A saber-rattling military parade in Tehran this week belies a number of diplomatic openings.

By Scott Peterson | 9.25.2003
Staff writer of The Christian Science Monitor

TEHRAN, IRAN – As a half-dozen of Iran's most advanced ballistic missiles roll by, at the climax of a military parade this week, the anti-US rhetoric appears unchanged.
"We will crush America under our feet," the painted lettering reads, on the Shahab-3 missile - a rocket with a 1,000-mile range that the Islamic Republic vows can "hit the heart of the enemy" US-ally Israel.

But behind the scenes, analysts say that the US occupation of Iraq - and continued instability there - is prompting both Tehran and Washington to reappraise their archenemy status, and find a number of pragmatic reasons not to antagonize each other.

"The Iranians are up for [a deal], to a point. They don't want a fight," says Ali Ansari, at the Royal Institute of International Affairs in London. "On the US side, they don't want to make any more enemies in the region. If they antagonize [Iran], hard-liners could whip up real trouble."

A blossoming détente is hardly possible, as questions persist about Iran's nuclear program and the presence of several Al Qaeda chiefs here. Iran is also worried about the US military presence on three borders, and that the Islamic Republic - after Afghanistan and Iraq - could be "next."

But a visit to Tehran a week ago by Jordan's King Abdullah II, followed by his trip to Washington to meet President George Bush at Camp David, may have been a key link.

"[Abdullah] received some new analysis about the region from President [Mohammad] Khatami and Foreign Minister [Kamal] Kharrazi, and transferred that analysis to the US," says Abbas Maleki, Iran's former deputy foreign minister who now runs a Caspian studies institute in Tehran.

Indeed, before visiting Bush, the Jordanian monarch told The Washington Post that he had found "common ground" between US and Iranian security interests, including a mutual fear of the threat from Al Qaeda and Sunni Muslim extremists.

The king said there is "common grounds for a dialogue," between the US and Iran, adding that a shift in policy is "a decision that [Bush is] going to make."

Though Iran remains on Bush's "axis of evil" list, strategic concerns may be causing a tactical thaw.

We now have more border with the US [occupied countries] than Canada, and we hope this makes the US familiar with realities in the region," says Mr.

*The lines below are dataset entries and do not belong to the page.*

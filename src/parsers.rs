// src/parsers.rs
//! Value parsers for CLI arguments.

/// Parse the file extension of integration apps (`js`, `.ts`, `sh`).
///
/// A leading dot is stripped.
///
/// # Errors
/// Returns an error if the extension is empty or contains path separators
/// or glob metacharacters.
pub fn parse_extension(s: &str) -> Result<String, String> {
    let ext = s.trim().trim_start_matches('.');
    if ext.is_empty() {
        return Err("extension must not be empty".to_string());
    }
    if let Some(c) = ext
        .chars()
        .find(|c| matches!(c, '/' | '\\' | '*' | '?' | '[' | ']' | '{' | '}' | '!'))
    {
        return Err(format!("invalid character '{c}' in extension: {s}"));
    }
    Ok(ext.to_string())
}

/// Parse a command line that must name at least a program.
///
/// # Errors
/// Returns an error if the input is blank.
pub fn parse_command(s: &str) -> Result<String, String> {
    let trimmed = s.trim();
    if trimmed.is_empty() {
        Err("command must not be empty".to_string())
    } else {
        Ok(trimmed.to_string())
    }
}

Maleki. As the US military gets more deeply embroiled in postwar Iraq, anti-Iran rhetoric has tapered off, he says, "because they reached the conclusion they can't fight on different fronts."

Western diplomats and analysts in Tehran dismiss US claims from Baghdad that Iran is systematically seeking to undermine the Iraq occupation, saying that Iran also has a stake in stability there.

"Iran has no interest in creating, or being linked to, any kind of problems the Americans are facing in Iraq," says a Western diplomat. "They understand the price to be paid for doing that.

"If in some circles, [Iranians] are happy when Americans are killed in Iraq, the government and many conservatives don't share that joy," the diplomat adds. "Every setback for the Americans is bad news, because it lengthens the occupation and delays the moment when the Shiite [majority] will take control."

"They didn't raise a finger, and Saddam Hussein is gone. They didn't raise a finger, and the Americans are in trouble without them," notes another, senior Western diplomat. "The principle is not to act. I'm not saying they don't do anything [against the US in Iraq], but the role is marginal."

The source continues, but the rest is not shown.